VII. The Adventist Integration: Normative Authority, Illuminative Witness, Ecclesial Discernment

Adventist theology, at its best, preserves a threefold structure:

1. Scripture — the normative authority (norma normans).

2. Spirit of Prophecy — the illuminative authority for the eschatological community.

3. The Spirit-led community — the discerning and embodying authority (Acts 15:28).

This triadic pattern:

· Prevents Rome’s elevation of tradition above Scripture,

· Avoids Protestant cessationist reductionism,

· Avoids charismatic anti-nomian subjectivism.

It is a functional fulfillment of Jesus’ Matt 4:4 principle:
the people of God live by every word that proceeds from God, not merely by every text that has been canonized.


VIII. Toward a Logos-Centered Revelation Theology

A more biblically comprehensive formulation would be:

1. Source of revelation: the Triune God.

2. Center and fullness: the incarnate Christ—the ontological Word.

3. Normative witness: the canonical Scriptures.

4. Illuminating and applicatory witness: the Spirit—including the Spirit of prophecy.

5. Historical embodiment: the Spirit-formed church.
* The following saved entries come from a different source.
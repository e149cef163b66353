//! Per-key mutual exclusion
//!
//! Every read-modify-write cycle against a storage key runs under the key's
//! lock. Waiters on the same key are served strictly in arrival order; waiters
//! on different keys never block each other.
//!
//! # Nesting
//!
//! Operations that need two locks at once must acquire them in the order given
//! by [`LOCK_ORDER`]. Personnel removal is the only such operation today.
//!
//! # Limitations
//!
//! The lock table lives in process memory. Two processes (or two application
//! windows with separate processes) sharing one data directory are not
//! coordinated with each other.

mod key_lock;

pub use key_lock::{KeyLock, KeyLockGuard};

use crate::storage::StorageKey;

/// System-wide acquisition order for nested locks
pub const LOCK_ORDER: [StorageKey; 2] = [StorageKey::Personnel, StorageKey::SavedGames];
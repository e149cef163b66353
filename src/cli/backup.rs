//! Backup CLI commands
//!
//! Implements CLI commands for backup management.

use clap::Subcommand;

use crate::backup::BackupManager;
use crate::error::TouchlineResult;

/// Backup subcommands
#[derive(Subcommand)]
pub enum BackupCommands {
    /// Create a new backup
    Create,

    /// List all available backups
    List {
        /// Show detailed information
        #[arg(short, long)]
        verbose: bool,
    },

    /// Delete old backups according to retention policy
    Prune {
        /// Skip confirmation prompt
        #[arg(short, long)]
        force: bool,
    },
}

/// Handle a backup command
pub async fn handle_backup_command(
    manager: &BackupManager,
    cmd: BackupCommands,
) -> TouchlineResult<()> {
    match cmd {
        BackupCommands::Create => {
            println!("Creating backup...");
            let (backup_path, deleted) = manager.create_backup_with_retention().await?;
            let filename = backup_path
                .file_name()
                .map(|s| s.to_string_lossy().to_string())
                .unwrap_or_else(|| backup_path.display().to_string());
            println!("Backup created: {}", filename);
            println!("Location: {}", backup_path.display());
            if !deleted.is_empty() {
                println!("Removed {} old backup(s).", deleted.len());
            }
        }

        BackupCommands::List { verbose } => {
            let backups = manager.list_backups().await?;

            if backups.is_empty() {
                println!("No backups found.");
                println!("Create one with: touchline backup create");
                return Ok(());
            }

            println!("Available Backups");
            println!("=================");
            println!();

            for (i, backup) in backups.iter().enumerate() {
                let age = chrono::Utc::now().signed_duration_since(backup.created_at);
                let age_str = format_duration(age);

                if verbose {
                    println!(
                        "{}. {}\n   Created: {}\n   Size: {}\n   Age: {}\n",
                        i + 1,
                        backup.filename,
                        backup.created_at.format("%Y-%m-%d %H:%M:%S UTC"),
                        format_size(backup.size_bytes),
                        age_str,
                    );
                } else {
                    println!(
                        "  {}. {} ({} ago, {})",
                        i + 1,
                        backup.filename,
                        age_str,
                        format_size(backup.size_bytes),
                    );
                }
            }

            println!();
            println!("Total: {} backup(s)", backups.len());
        }

        BackupCommands::Prune { force } => {
            let backups = manager.list_backups().await?;
            let to_delete = backups.len().saturating_sub(manager.retention());

            if to_delete == 0 {
                println!("No backups to prune.");
                println!(
                    "Keeping up to {} backup(s); you have {}.",
                    manager.retention(),
                    backups.len()
                );
                return Ok(());
            }

            println!("Prune Summary");
            println!("=============");
            println!("Retention policy: keep {}", manager.retention());
            println!("Current backups:  {}", backups.len());
            println!("To be deleted:    {}", to_delete);
            println!();

            if !force {
                println!("To delete old backups, run again with --force flag:");
                println!("  touchline backup prune --force");
                return Ok(());
            }

            let deleted = manager.enforce_retention().await?;
            println!("Deleted {} backup(s).", deleted.len());
        }
    }

    Ok(())
}

/// Format a duration in human-readable form
fn format_duration(duration: chrono::Duration) -> String {
    let total_seconds = duration.num_seconds().max(0);

    if total_seconds < 60 {
        return format!("{}s", total_seconds);
    }

    let minutes = total_seconds / 60;
    if minutes < 60 {
        return format!("{}m", minutes);
    }

    let hours = minutes / 60;
    if hours < 24 {
        return format!("{}h", hours);
    }

    let days = hours / 24;
    if days < 30 {
        return format!("{}d", days);
    }

    format!("{}mo", days / 30)
}

/// Format a file size in human-readable form
fn format_size(bytes: u64) -> String {
    const KB: u64 = 1024;
    const MB: u64 = KB * 1024;

    if bytes >= MB {
        format!("{:.1} MB", bytes as f64 / MB as f64)
    } else if bytes >= KB {
        format!("{:.1} KB", bytes as f64 / KB as f64)
    } else {
        format!("{} B", bytes)
    }
}
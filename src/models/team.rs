//! Team model

use chrono::{DateTime, Utc};
use serde::{Deserialize, Serialize};
use std::fmt;

use super::ids::TeamId;
use super::{validate_name, Entity, Named, Validate};
use crate::storage::StorageKey;

/// A team the coach manages
#[derive(Debug, Clone, PartialEq, Serialize, Deserialize)]
#[serde(rename_all = "camelCase")]
pub struct Team {
    pub id: TeamId,

    pub name: String,

    /// Display color (e.g. "#1e88e5")
    #[serde(default, skip_serializing_if = "Option::is_none")]
    pub color: Option<String>,

    #[serde(default)]
    pub archived: bool,

    #[serde(default = "Utc::now")]
    pub created_at: DateTime<Utc>,

    #[serde(default = "Utc::now")]
    pub updated_at: DateTime<Utc>,
}

/// Fields that may be changed on an existing team
#[derive(Debug, Clone, Default, Serialize, Deserialize)]
#[serde(rename_all = "camelCase")]
pub struct TeamPatch {
    pub name: Option<String>,
    pub color: Option<String>,
    pub archived: Option<bool>,
}

impl Team {
    pub fn new(name: impl Into<String>) -> Self {
        let now = Utc::now();
        Self {
            id: TeamId::new(),
            name: name.into().trim().to_string(),
            color: None,
            archived: false,
            created_at: now,
            updated_at: now,
        }
    }

    pub fn apply(&mut self, patch: TeamPatch) {
        if let Some(name) = patch.name {
            self.name = name.trim().to_string();
        }
        if let Some(color) = patch.color {
            self.color = Some(color);
        }
        if let Some(archived) = patch.archived {
            self.archived = archived;
        }
        self.updated_at = Utc::now();
    }
}

impl Validate for Team {
    fn validate(&self) -> Result<(), String> {
        validate_name(&self.name)
    }
}

impl Entity for Team {
    const KIND: &'static str = "Team";
    const KEY: StorageKey = StorageKey::Teams;

    fn id(&self) -> &str {
        self.id.as_str()
    }
}

impl Named for Team {
    fn name(&self) -> &str {
        &self.name
    }
}

impl fmt::Display for Team {
    fn fmt(&self, f: &mut fmt::Formatter<'_>) -> fmt::Result {
        write!(f, "{}", self.name)
    }
}
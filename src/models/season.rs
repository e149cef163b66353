//! Season model

use chrono::{DateTime, NaiveDate, Utc};
use serde::{Deserialize, Serialize};

use super::ids::SeasonId;
use super::{validate_name, Entity, Named, Validate};
use crate::storage::StorageKey;

/// A league season games can be filed under
#[derive(Debug, Clone, PartialEq, Serialize, Deserialize)]
#[serde(rename_all = "camelCase")]
pub struct Season {
    pub id: SeasonId,

    pub name: String,

    #[serde(default, skip_serializing_if = "Option::is_none")]
    pub location: Option<String>,

    #[serde(default, skip_serializing_if = "Option::is_none")]
    pub start_date: Option<NaiveDate>,

    #[serde(default, skip_serializing_if = "Option::is_none")]
    pub end_date: Option<NaiveDate>,

    #[serde(default)]
    pub archived: bool,

    #[serde(default = "Utc::now")]
    pub created_at: DateTime<Utc>,

    #[serde(default = "Utc::now")]
    pub updated_at: DateTime<Utc>,
}

/// Fields that may be changed on a season or tournament
#[derive(Debug, Clone, Default, Serialize, Deserialize)]
#[serde(rename_all = "camelCase")]
pub struct CompetitionPatch {
    pub name: Option<String>,
    pub location: Option<String>,
    pub start_date: Option<NaiveDate>,
    pub end_date: Option<NaiveDate>,
    pub archived: Option<bool>,
}

impl Season {
    pub fn new(name: impl Into<String>) -> Self {
        let now = Utc::now();
        Self {
            id: SeasonId::new(),
            name: name.into().trim().to_string(),
            location: None,
            start_date: None,
            end_date: None,
            archived: false,
            created_at: now,
            updated_at: now,
        }
    }

    pub fn apply(&mut self, patch: CompetitionPatch) {
        if let Some(name) = patch.name {
            self.name = name.trim().to_string();
        }
        if patch.location.is_some() {
            self.location = patch.location;
        }
        if patch.start_date.is_some() {
            self.start_date = patch.start_date;
        }
        if patch.end_date.is_some() {
            self.end_date = patch.end_date;
        }
        if let Some(archived) = patch.archived {
            self.archived = archived;
        }
        self.updated_at = Utc::now();
    }
}

/// End date, when both are set, may not precede the start date
pub(crate) fn validate_date_range(
    start: Option<NaiveDate>,
    end: Option<NaiveDate>,
) -> Result<(), String> {
    match (start, end) {
        (Some(start), Some(end)) if end < start => {
            Err(format!("end date {} is before start date {}", end, start))
        }
        _ => Ok(()),
    }
}

impl Validate for Season {
    fn validate(&self) -> Result<(), String> {
        validate_name(&self.name)?;
        validate_date_range(self.start_date, self.end_date)
    }
}

impl Entity for Season {
    const KIND: &'static str = "Season";
    const KEY: StorageKey = StorageKey::Seasons;

    fn id(&self) -> &str {
        self.id.as_str()
    }
}

impl Named for Season {
    fn name(&self) -> &str {
        &self.name
    }
}

#[cfg(test)]
mod tests {
    use super::*;

    #[test]
    fn test_date_range_validation() {
        let mut season = Season::new("Spring 2026");
        season.start_date = NaiveDate::from_ymd_opt(2026, 3, 1);
        season.end_date = NaiveDate::from_ymd_opt(2026, 6, 30);
        assert!(season.validate().is_ok());

        season.end_date = NaiveDate::from_ymd_opt(2026, 2, 1);
        assert!(season.validate().is_err());
    }

    #[test]
    fn test_patch_keeps_unset_fields() {
        let mut season = Season::new("Spring");
        season.location = Some("North Field".into());
        season.apply(CompetitionPatch {
            name: Some("Spring 2026".into()),
            ..CompetitionPatch::default()
        });

        assert_eq!(season.name, "Spring 2026");
        assert_eq!(season.location.as_deref(), Some("North Field"));
    }
}
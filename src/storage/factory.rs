//! Storage factory
//!
//! Hands out one cached adapter for the whole application. Reconfiguring
//! captures the current adapter, installs the replacement, and only then
//! disposes the captured one, so no caller can observe a disposed adapter as
//! the current backend.
//!
//! A backend that cannot be opened is fatal: the failure is remembered and
//! every later `adapter()` call returns the same `StorageUnavailable` until a
//! reconfiguration succeeds.
//!
//! After a rolled-back migration the legacy store is served as a fallback in
//! front of the configured backend. The configured backend stays open behind
//! it and is what `primary()` returns, so a retried migration still writes
//! there. Clearing the fallback makes it current again.

use std::sync::Arc;

use tokio::sync::Mutex;

use crate::config::{BackendKind, TouchlinePaths};
use crate::error::{TouchlineError, TouchlineResult};

use super::adapter::StorageAdapter;
use super::file::FileAdapter;
use super::memory::MemoryAdapter;

#[derive(Default)]
struct FactoryState {
    current: Option<Arc<dyn StorageAdapter>>,
    fallback: Option<Arc<dyn StorageAdapter>>,
    unavailable: Option<(&'static str, String)>,
}

pub struct StorageFactory {
    paths: TouchlinePaths,
    backend: Mutex<BackendKind>,
    state: Mutex<FactoryState>,
}

impl StorageFactory {
    pub fn new(paths: TouchlinePaths, backend: BackendKind) -> Self {
        Self {
            paths,
            backend: Mutex::new(backend),
            state: Mutex::new(FactoryState::default()),
        }
    }

    /// Factory preloaded with an already-built adapter (plugins and tests)
    pub fn with_adapter(paths: TouchlinePaths, adapter: Arc<dyn StorageAdapter>) -> Self {
        Self {
            paths,
            backend: Mutex::new(BackendKind::default()),
            state: Mutex::new(FactoryState {
                current: Some(adapter),
                fallback: None,
                unavailable: None,
            }),
        }
    }

    pub fn paths(&self) -> &TouchlinePaths {
        &self.paths
    }

    /// The adapter services should use: the fallback if one is installed,
    /// otherwise the configured backend
    pub async fn adapter(&self) -> TouchlineResult<Arc<dyn StorageAdapter>> {
        {
            let state = self.state.lock().await;
            if let Some(fallback) = &state.fallback {
                return Ok(Arc::clone(fallback));
            }
        }
        self.primary().await
    }

    /// The configured backend, opening it on first use
    pub async fn primary(&self) -> TouchlineResult<Arc<dyn StorageAdapter>> {
        let mut state = self.state.lock().await;

        if let Some((backend, reason)) = &state.unavailable {
            return Err(TouchlineError::StorageUnavailable {
                backend: *backend,
                reason: reason.clone(),
            });
        }

        if let Some(adapter) = &state.current {
            return Ok(Arc::clone(adapter));
        }

        let kind = *self.backend.lock().await;
        match self.open(kind) {
            Ok(adapter) => {
                tracing::info!(backend = adapter.backend_name(), "storage backend ready");
                state.current = Some(Arc::clone(&adapter));
                Ok(adapter)
            }
            Err(err) => Err(Self::mark_unavailable(&mut state, err)),
        }
    }

    /// Switch to a different backend kind
    pub async fn reconfigure(&self, kind: BackendKind) -> TouchlineResult<()> {
        let opened = self.open(kind);
        match opened {
            Ok(adapter) => {
                *self.backend.lock().await = kind;
                self.install(adapter).await
            }
            Err(err) => {
                let mut state = self.state.lock().await;
                Err(Self::mark_unavailable(&mut state, err))
            }
        }
    }

    /// Replace the current adapter with `adapter` and dispose the old one
    pub async fn install(&self, adapter: Arc<dyn StorageAdapter>) -> TouchlineResult<()> {
        let previous = {
            let mut state = self.state.lock().await;
            let previous = state.current.take();
            state.current = Some(adapter);
            state.unavailable = None;
            previous
        };

        if let Some(previous) = previous {
            tracing::debug!(backend = previous.backend_name(), "disposing replaced adapter");
            previous.dispose().await?;
        }
        Ok(())
    }

    /// Serve `adapter` in front of the configured backend without disposing it
    pub async fn use_fallback(&self, adapter: Arc<dyn StorageAdapter>) {
        let mut state = self.state.lock().await;
        tracing::warn!(backend = adapter.backend_name(), "serving data from fallback store");
        state.fallback = Some(adapter);
    }

    /// Drop the fallback, if any. The fallback itself is left open.
    pub async fn clear_fallback(&self) {
        let mut state = self.state.lock().await;
        if let Some(fallback) = state.fallback.take() {
            tracing::info!(backend = fallback.backend_name(), "fallback store released");
        }
    }

    pub async fn has_fallback(&self) -> bool {
        self.state.lock().await.fallback.is_some()
    }

    pub async fn backend_name(&self) -> TouchlineResult<&'static str> {
        Ok(self.adapter().await?.backend_name())
    }

    fn open(&self, kind: BackendKind) -> TouchlineResult<Arc<dyn StorageAdapter>> {
        match kind {
            BackendKind::File => Ok(Arc::new(FileAdapter::open(self.paths.data_dir())?)),
            BackendKind::Memory => Ok(Arc::new(MemoryAdapter::new())),
        }
    }

    fn mark_unavailable(state: &mut FactoryState, err: TouchlineError) -> TouchlineError {
        match err {
            TouchlineError::StorageUnavailable { backend, reason } => {
                tracing::error!(backend, reason = %reason, "storage backend unavailable");
                state.unavailable = Some((backend, reason.clone()));
                TouchlineError::StorageUnavailable { backend, reason }
            }
            other => other,
        }
    }
}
6. Final goal: new creation and face-to-face communion (Rev 21:3).

In this structure:

· Sola Scriptura retains its normative function,

· Christ retains His ontological and hermeneutical centrality,

· The Spirit retains His historical and eschatological agency.

No relativism is introduced because all illumination is tested by Scripture and oriented to Christ.


IX. Conclusion: From Reformation to Consummation

The true inheritance of the Reformation is not a fossilized slogan but a living principle: the church must always be reformed by the Word of God. In the last days, this means more than wielding the canon against tradition—it means submitting to Christ the Word, to Scripture the witness, and to the Spirit the illuminator.

Only in such a Logos-centered framework can the remnant faithfully proclaim the final message, endure the final crisis, and welcome the coming King.